In transition zones or in abnormally pressured shales (sandy shales and bedding sand streaks) the shales break off and fall into hole because of under balanced condition (pore pressure greater than mud hydrostatic pressure). Water wetting may further aggravate this problem.

Changes in the Shape of Shale Cuttings can occur as an underbalanced situation is developing. The particles are often larger and may be sharp and angular in the transition zone. Extra fill on bottom may coincide with the trend change. Severe sloughing will often cause changes in pressure and stroke relationship.

Normally pressured shales produce small cuttings with rounded edges and are generally flat, while cuttings from an over pressured shale are often long and splintery with angular edges. As reduction of hydrostatic differential between the pore pressure and bottomhole pressure occurs, the hole cuttings will have a greater tendency to come off bottom. This can also lead to shale expansion causing cracking, and sloughing of the shales into the wellbore. Changes in cuttings shape and cuttings load over the shakers needs to be monitored at surface.

2.22 MUD PROPERTY CHANGES

Water cut mud or a chloride (and sometimes calcium) increase that has been circulated from bottom always indicates that formation fluid has entered the wellbore. It could be created by swabbing or it could indicate a well flow is underway. Small chloride or calcium increases could be indicative of tight (non-permeable) zones that have high pressure.

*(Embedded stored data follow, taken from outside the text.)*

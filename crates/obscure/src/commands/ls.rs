//! List command

use std::path::Path;

use anyhow::Result;
use obscure_core::{group_by_tag, BackupExtension, ObjectKey};

use crate::cli::LsArgs;
use crate::output;

pub async fn run(args: LsArgs, config_path: Option<&Path>) -> Result<()> {
    let config = super::load_config(config_path)?;
    let (provider_key, provider) = super::connect_provider(&config, args.provider.as_deref()).await?;

    let prefix = match &args.tag {
        Some(tag) => ObjectKey::prefix_for(&config.username, tag),
        None => ObjectKey::user_prefix(&config.username),
    };

    let keys = provider.list(&prefix).await?;
    let grouped = group_by_tag(&keys);

    if grouped.is_empty() {
        output::info(&format!(
            "No backups found for {} on {}",
            config.username, provider_key
        ));
        return Ok(());
    }

    for (tag, versions) in &grouped {
        output::header(tag);
        for object_key in versions {
            let size = provider.size(&object_key.to_key()).await?;
            let mode = match object_key.extension {
                BackupExtension::Tar => "direct",
                BackupExtension::Obscure => "encrypted",
            };
            output::kv(
                &object_key.version,
                &format!("{} ({})", mode, output::human_bytes(size)),
            );
        }
    }

    Ok(())
}
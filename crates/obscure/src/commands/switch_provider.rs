//! Switch-provider command

use std::path::Path;

use anyhow::{Context, Result};
use obscure_core::AppConfig;

use crate::cli::SwitchProviderArgs;
use crate::output;

pub fn run(args: SwitchProviderArgs, config_path: Option<&Path>) -> Result<()> {
    let mut config = super::load_config(config_path)?;

    // Refuse to default to something unusable
    config.provider(&args.provider)?;

    config.default_provider = Some(args.provider.clone());

    let path = match config_path {
        Some(p) => p.to_path_buf(),
        None => AppConfig::default_path()?,
    };
    let contents = serde_json::to_string_pretty(&config)?;
    std::fs::write(&path, contents)
        .with_context(|| format!("could not write config file {}", path.display()))?;

    output::success(&format!("Default provider is now {}", args.provider));
    Ok(())
}
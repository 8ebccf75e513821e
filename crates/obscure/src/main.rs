//! Obscure CLI - encrypted personal backups across cloud providers
//!
//! This is the main entry point for the Obscure command-line interface.

mod cli;
mod commands;
mod output;

use anyhow::Result;
use clap::Parser;
use tracing_subscriber::{fmt, prelude::*, EnvFilter};

use cli::{Cli, Commands};

#[tokio::main]
async fn main() -> Result<()> {
    let cli = Cli::parse();

    init_tracing(cli.verbose, cli.quiet);

    let result = match cli.command {
        Commands::Backup(args) => commands::backup::run(args, cli.config.as_deref()).await,
        Commands::Restore(args) => commands::restore::run(args, cli.config.as_deref()).await,
        Commands::Ls(args) => commands::ls::run(args, cli.config.as_deref()).await,
        Commands::Rm(args) => commands::rm::run(args, cli.config.as_deref()).await,
        Commands::Rmdir(args) => commands::rmdir::run(args, cli.config.as_deref()).await,
        Commands::SwitchProvider(args) => {
            commands::switch_provider::run(args, cli.config.as_deref())
        }
        Commands::Scheduler(args) => commands::scheduler::run(args, cli.config.as_deref()).await,
    };

    if let Err(err) = &result {
        if let Some(hint) = err
            .downcast_ref::<obscure_core::Error>()
            .and_then(|e| e.remediation())
        {
            output::warning(hint);
        }
    }

    result
}

/// Initialize tracing with appropriate verbosity
fn init_tracing(verbose: u8, quiet: bool) {
    let filter = if quiet {
        EnvFilter::new("error")
    } else {
        match verbose {
            0 => EnvFilter::new("info"),
            1 => EnvFilter::new("debug"),
            _ => EnvFilter::new("trace"),
        }
    };

    tracing_subscriber::registry()
        .with(fmt::layer().with_target(false))
        .with(filter)
        .init();
}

In certain type muds, the viscosity will increase when salt water enters the wellbore and mixed with the mud. This is called flocculation because the little molecules of mud solids, which are normally dispersed, form little “groups” called flocs. These flocs cause viscosity and gel increases.

In other type muds you might see a viscosity decrease caused by water cutting (weight decrease). This is true when operating with low pH salt saturated water base muds.

In oil muds, any water contamination would act as a “solid” and cause viscosity increases.

Gas cut mud would be fluffy and would have higher viscosities (and lower mud weight).

IT IS ESSENTIAL TO KNOW THAT TREND CHANGES ARE MORE IMPORTANT THAN ACTUAL VALUE OF THE CHANGE.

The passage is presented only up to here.